▶ **THE PROBLEM**:
Check each line of the listing for the word "FileSyncRequest" and report the ones that have it.

▶ **THE DATA**:

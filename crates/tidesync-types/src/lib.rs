//! Core identifiers and error handling for TideSync
//!
//! This crate provides the foundational types shared by the TideSync crates:
//!
//! - **Error handling**: one error taxonomy for every way a sync round can abort
//! - **Identifiers**: server-assigned item ids, client-local ids, logical server time
//!   and the server identity that ties them together
//! - **Filtering**: which local files take part in synchronization
//!
//! # Features
//!
//! - `std` (default): Enable standard library features
//! - `serde`: Enable serialization support
//!
//! # Examples
//!
//! ```rust
//! use tidesync_types::{Error, Result, ServerTime};
//!
//! fn bump(time: ServerTime) -> Result<ServerTime> {
//!     if time.get() == u64::MAX {
//!         return Err(Error::invariant("server time overflow"));
//!     }
//!     Ok(time.next())
//! }
//! ```

#![deny(missing_docs)]
#![warn(clippy::all, clippy::pedantic, clippy::nursery)]
#![allow(clippy::module_name_repetitions)]

pub mod error;
pub mod filter;
pub mod result;
pub mod types;

// Re-export commonly used types
pub use error::{Error, ErrorKind, ErrorSeverity};
pub use filter::{is_hidden, FileFilter};
pub use result::Result;
pub use types::*;
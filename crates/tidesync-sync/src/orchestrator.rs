//! One sync round from start to finish

use crate::collision::separate_path_collisions;
use crate::consolidate::{consolidate_initial, consolidate_with_metadata};
use crate::content::read_contents;
use crate::item::{FileClientStore, FileStore, FileSyncRequest, FileSyncResponse};
use crate::metadata::load_metadata;
use crate::persist::{save_client_store, TreeSwap};
use crate::report::SyncReport;
use crate::transport::SyncTransport;
use std::path::{Path, PathBuf};
use std::time::Instant;
use tidesync_merge::{make_sync_request, merge_sync_response_from_server};
use tidesync_types::{Error, FileFilter, ItemId, Result, ServerIdentity};
use tracing::{debug, info, warn};

/// Upper bound on extra requests spent settling items that share a path
const MAX_FOLLOW_UP_REQUESTS: usize = 3;

/// Where a client keeps its files and its metadata
#[derive(Debug, Clone, PartialEq, Eq)]
pub struct SyncSettings {
    /// Directory whose files are synchronized
    pub contents_dir: PathBuf,
    /// File recording the last successful sync
    pub metadata_file: PathBuf,
    /// Which paths take part
    pub filter: FileFilter,
}

impl SyncSettings {
    /// Settings with the default filter
    pub fn new<P: Into<PathBuf>, Q: Into<PathBuf>>(contents_dir: P, metadata_file: Q) -> Self {
        Self {
            contents_dir: contents_dir.into(),
            metadata_file: metadata_file.into(),
            filter: FileFilter::default(),
        }
    }

    /// Set the file filter
    #[must_use]
    pub fn with_filter(mut self, filter: FileFilter) -> Self {
        self.filter = filter;
        self
    }
}

/// Drives sync rounds for one contents directory
#[derive(Debug)]
pub struct SyncClient<T> {
    settings: SyncSettings,
    transport: T,
}

impl<T: SyncTransport> SyncClient<T> {
    /// Create a client
    pub fn new(settings: SyncSettings, transport: T) -> Self {
        Self {
            settings,
            transport,
        }
    }

    /// The client's settings
    pub fn settings(&self) -> &SyncSettings {
        &self.settings
    }

    /// The transport requests go through
    pub fn transport(&self) -> &T {
        &self.transport
    }

    /// Mutable access to the transport
    pub fn transport_mut(&mut self) -> &mut T {
        &mut self.transport
    }

    /// Give back the transport
    pub fn into_transport(self) -> T {
        self.transport
    }

    /// Run one complete round
    ///
    /// Reads the metadata and the contents directory, exchanges one request
    /// with the server (two on the very first round), and writes the result
    /// back. When the server turns out to hold several items at one path, up
    /// to three further requests settle them first.
    /// Nothing is written unless the whole exchange succeeds, and nothing is
    /// sent while an interrupted write is still unrecovered. A server whose
    /// identity differs from the recorded one fails the round with
    /// [`Error::ServerReset`].
    pub async fn run_round(&mut self) -> Result<SyncReport> {
        let started = Instant::now();
        info!(
            "Syncing '{}' with metadata '{}'",
            self.settings.contents_dir.display(),
            self.settings.metadata_file.display()
        );

        TreeSwap::new(&self.settings.contents_dir)?
            .ensure_no_retired_tree()
            .await?;

        let metadata = load_metadata(&self.settings.metadata_file).await?;
        debug!("Metadata: {:?}", metadata);

        let mut report = SyncReport::new(metadata.is_none());
        let client_store = match metadata {
            None => self.initial_store(&mut report).await?,
            Some(metadata) => {
                let files = read_contents(&self.settings.contents_dir, self.settings.filter).await?;
                FileClientStore {
                    server_identity: metadata.server_identity,
                    store: consolidate_with_metadata(&metadata.items, files)?,
                }
            }
        };
        debug!("Store before sync: {:?}", client_store);

        let server_identity = client_store.server_identity;
        let mut store = self.exchange_and_merge(client_store, &mut report).await?;

        for _ in 0..MAX_FOLLOW_UP_REQUESTS {
            store = separate_path_collisions(store);
            if !store.has_pending_changes() {
                break;
            }
            info!("Sending a follow-up request for items that share a path");
            store = self
                .exchange_and_merge(
                    FileClientStore {
                        server_identity,
                        store,
                    },
                    &mut report,
                )
                .await?;
        }

        let synced = FileClientStore {
            server_identity,
            store,
        };
        debug!("Store after sync: {:?}", synced);

        let metadata = save_client_store(&self.settings, &synced).await?;
        report.files_tracked = metadata.items.len();
        report.duration = started.elapsed();

        info!(
            "Sync complete: {} uploaded, {} changed, {} deleted, {} received, {} removed, {} conflicts",
            report.uploaded,
            report.changes_pushed,
            report.deletions_pushed,
            report.received,
            report.removed_by_server,
            report.conflicts
        );
        Ok(report)
    }

    // The first request carries nothing, so there is no identity to check yet.
    async fn initial_store(&mut self, report: &mut SyncReport) -> Result<FileClientStore> {
        info!("No metadata found, downloading the server's items first");

        let response = self.exchange(FileSyncRequest::empty()).await?;
        report.record(&response.items);

        let store = merge_sync_response_from_server(FileStore::empty(), response.items);
        let files = read_contents(&self.settings.contents_dir, self.settings.filter).await?;

        Ok(FileClientStore {
            server_identity: response.server_identity,
            store: consolidate_initial(store, files)?,
        })
    }

    async fn exchange_and_merge(
        &mut self,
        client_store: FileClientStore,
        report: &mut SyncReport,
    ) -> Result<FileStore> {
        let request = make_sync_request(&client_store.store);
        let response = self.exchange(request).await?;
        ensure_same_server(client_store.server_identity, &response)?;

        log_server_decisions(&client_store.store, &response);
        report.record(&response.items);

        Ok(merge_sync_response_from_server(
            client_store.store,
            response.items,
        ))
    }

    async fn exchange(&mut self, request: FileSyncRequest) -> Result<FileSyncResponse> {
        debug!("Sync request: {:?}", request);
        let response = self.transport.sync(request).await?;
        debug!("Sync response: {:?}", response);
        Ok(response)
    }
}

fn ensure_same_server(expected: ServerIdentity, response: &FileSyncResponse) -> Result<()> {
    if response.server_identity != expected {
        return Err(Error::ServerReset {
            expected,
            actual: response.server_identity,
        });
    }
    Ok(())
}

fn log_server_decisions(store: &FileStore, response: &FileSyncResponse) {
    let items = &response.items;

    for (id, timed) in &items.conflicts {
        warn!(
            "Conflict on '{}': both sides changed it, keeping the server version",
            timed.value.path.display()
        );
        debug!("Conflicting item: {}", id);
    }
    for timed in items.conflicts_client_deleted.values() {
        warn!(
            "Conflict on '{}': deleted locally but changed on the server, restoring it",
            timed.value.path.display()
        );
    }
    for id in &items.conflicts_server_deleted {
        warn!(
            "Conflict on '{}': changed locally but deleted on the server, dropping the change",
            path_of(store, id).display()
        );
    }
    for id in &items.server_deleted {
        warn!("'{}' was deleted on the server", path_of(store, id).display());
    }
}

fn path_of<'a>(store: &'a FileStore, id: &ItemId) -> &'a Path {
    store
        .synced()
        .get(id)
        .or_else(|| store.synced_but_changed().get(id))
        .map_or_else(|| Path::new("<unknown>"), |timed| timed.value.path.as_path())
}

▶ **ANSWER SECTION**:
use crate::item::{FileClientStore, FileStore, FileSyncRequest, FileSyncResponse};
        let response = self.exchange(FileSyncRequest::empty()).await?;
    async fn exchange(&mut self, request: FileSyncRequest) -> Result<FileSyncResponse> {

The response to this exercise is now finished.